Fixed-wing planes and helicopters are no longer the darling of the RC world. Even quadcopters and other multirotors are starting to look old hat, as the community looks to ever more outrageous designs. [rctestflight] has slimmed things down to the extreme with this coaxial bicopter build, also known as the Flying Stick (Youtube video, embedded below).
The initial design consists of two brushless outrunner motors fitted with props, rotating in opposite directions to cancel out their respective torques. Each is mounted on a gimbal, setup to provide control authority. iNav is used as a flight controller, chosen due to its versatile motor mixing settings. The craft was built to test its ability at recovery from freefall, as a follow-on from earlier attempts at building a brushless “rocket” craft.
Performance is surprisingly good for what is fundamentally two props on a stick. Initial tests didn’t quite manage a successful recovery, but the repaired single-gimbal version almost achieves the feat. Multirotors in general struggle with freefall recovery, so more research in this area is definitely worthwhile. Video after the break.
24 thoughts on “Flying Sticks Are Now A Thing”
Oh wow! This can only mean that the “explanations” of flying rods were faked. Also that time travel is possible. https://www.youtube.com/watch?v=amnNgXRK_vo
Aside from that, very cool.
Some women have been known to travel on flying rods for centuries.
But instead of motors, they used a bundle of straw at one end for propulsion.
I always thought “flying on broomsticks” was a euphemism for taking one’s personal pleasure into one’s own hands. Better demonize that before they gain any traction against the status quo!
Naw, there were many many other terms for that. Like making a battledore from a leather glove. Or buttering a carrot.
Well witches have been flying on brooms for centuries they used more than straw for “propulsion”.
This will have a permanent affect on my viewing experience of Harry Potter films in the future. :-)
Opposite-rotating top-and-bottom prop drones aren’t terribly new. Dean Ing used one in his 1993 novel Butcher Bird, where such a device was used as an assassination platform.
Or back even further to WWII where Heinkel had come up with the Lerche, a contra-rotating ducted fan VTOL fighter concept: https://en.wikipedia.org/wiki/Heinkel_Lerche
Fuck you instability, we got math
That mechanism is wild, with the servos remote from the gimbal, one swashplate short of a traditional heli!
It is most definitely a herd of gooses, yes indeed.
As if there is another more appropriate term…time to check on my flock of cattles.
Flocks of cattle settling on power-lines have been responsible for a great deal of hardship over the years.
This is definitely going to be a thing. Hot glue might not be the best choice, though.
He really stuck that one landing, about 6″ deep.

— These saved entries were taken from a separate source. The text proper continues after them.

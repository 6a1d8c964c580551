/*!

Wire format of ILInt values and tags.

# ILInt

An ILInt is an unsigned 64-bit integer in 1 to 9 bytes. The first byte says how long the whole
thing is.

```text
+----------+
| 0XXXXXXX |   values 0 to 247 (0x00 - 0xF7) are their own encoding
+----------+

+----------+==========+
| 11111NNN |  N+1 B   |  everything from 248 up
+----------+==========+

- 11111NNN is 0xF8 + NNN, with NNN from 0 to 7
- the following NNN+1 bytes are (value - 248) as a big-endian unsigned integer
```

| Value range                      | Size |
| --                               | --   |
| 0 to 247                         | 1    |
| 248 to 503                       | 2    |
| 504 to 65,783                    | 3    |
| 65,784 to 16,777,463             | 4    |
| ...                              | ...  |
| 72,057,594,037,928,184 and above | 9    |

Every value has exactly one encoding, the shortest one. Decoders reject longer forms, as well as
9-byte forms whose magnitude would push the value past `u64::MAX`.

Some examples:

| Value                | Encoding                            |
| --                   | --                                  |
| 0                    | `00`                                |
| 247                  | `F7`                                |
| 248                  | `F8 00`                             |
| 503                  | `F8 FF`                             |
| 504                  | `F9 01 00`                          |
| 18446744073709551615 | `FF FF FF FF FF FF FF FF 07`        |

# Tags

Every tag is an ILInt id, an ILInt value size for explicit ids, and the value.

```text
+=========+============+=========+
| ILInt   | ILInt      |  Value  |   explicit tag (id 16 and up)
| id      | value size |         |
+=========+============+=========+

+=========+=========+
| ILInt   |  Value  |                implicit tag (id 0 to 15)
| id      |         |
+=========+=========+
```

Implicit tags leave out the size because the id fixes it. The one exception is id 10, whose
value is a single ILInt and so carries its own length in its first byte. Ids 14 and 15 are
implicit but have no assigned width, so they can't be decoded.

Ids 0 to 31 are reserved for the standard tags. Applications pick their own ids from 32 up.

# Standard tags

| Id | Name              | Value                                                   |
| -- | --                | --                                                      |
| 0  | Null              | nothing                                                 |
| 1  | Bool              | 1 byte, `00` or `01`                                    |
| 2  | Int8              | 1 byte, signed                                          |
| 3  | UInt8             | 1 byte                                                  |
| 4  | Int16             | 2 bytes, big-endian, signed                             |
| 5  | UInt16            | 2 bytes, big-endian                                     |
| 6  | Int32             | 4 bytes, big-endian, signed                             |
| 7  | UInt32            | 4 bytes, big-endian                                     |
| 8  | Int64             | 8 bytes, big-endian, signed                             |
| 9  | UInt64            | 8 bytes, big-endian                                     |
| 10 | ILInt64           | 1 ILInt                                                 |
| 11 | Binary32          | 4 bytes, IEEE 754 single precision, big-endian          |
| 12 | Binary64          | 8 bytes, IEEE 754 double precision, big-endian          |
| 13 | Binary128         | 16 opaque bytes                                         |
| 16 | Byte array        | any bytes                                               |
| 17 | String            | UTF-8 text                                              |
| 18 | Big integer       | big-endian two's-complement bytes                       |
| 19 | Big decimal       | 4-byte big-endian signed scale, then a big integer      |
| 20 | ILInt64 array     | ILInt entry count, then the entries as ILInts           |
| 21 | Tag array         | ILInt entry count, then the entries as complete tags    |
| 22 | Tag sequence      | complete tags back to back, no count                    |
| 23 | Range             | reserved                                                |
| 24 | Version           | reserved                                                |

Arrays start with their entry count. Exactly that many entries are read, and they must fill the
value size exactly: an entry that runs past the end of the value fails the decode, and so do
bytes left over after the last entry. A tag sequence has no count and reads entries until the
value is used up.

As an example, a tag array holding the Int32 -5 and the string "ok":

```text
15 0A                  tag array, 10 bytes of value
   02                  2 entries
   06 FF FF FF FB      Int32 -5
   11 02 6F 6B         String, 2 bytes, "ok"
```

*/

Indeed, he must have a plentiful supply of spare propellers to not bother with at least some sort of minimal landing gear around the base. Three or four thin rods ought to be enough. Then at least he could land it without having to chase the thing around trying to catch it.
will the faa rules on size and weight still apply here?
I’m really surprised no one made a Monty Python pointed stick reference yet?
I, for one, welcome our new stick overlords.
How will we ever be able to stick it to our stick overlords?
Am I the only one seeing Wonderbot from the Robots cartoon? http://orig15.deviantart.net/ee40/f/2008/141/c/7/wonderbot_render2_by_webgrafi.jpg
If only we had a Howard Hughes style counter-rotating propeller system with variable pitch and speed. Then one could put all the props on one end and landing would be simpler and one could also possibly make a unit that could be summoned. It would be so cool if a man dressed as a Wizard could summon his staff and grab it when it approaches.
Does anyone know where to get the gimbals he’s using?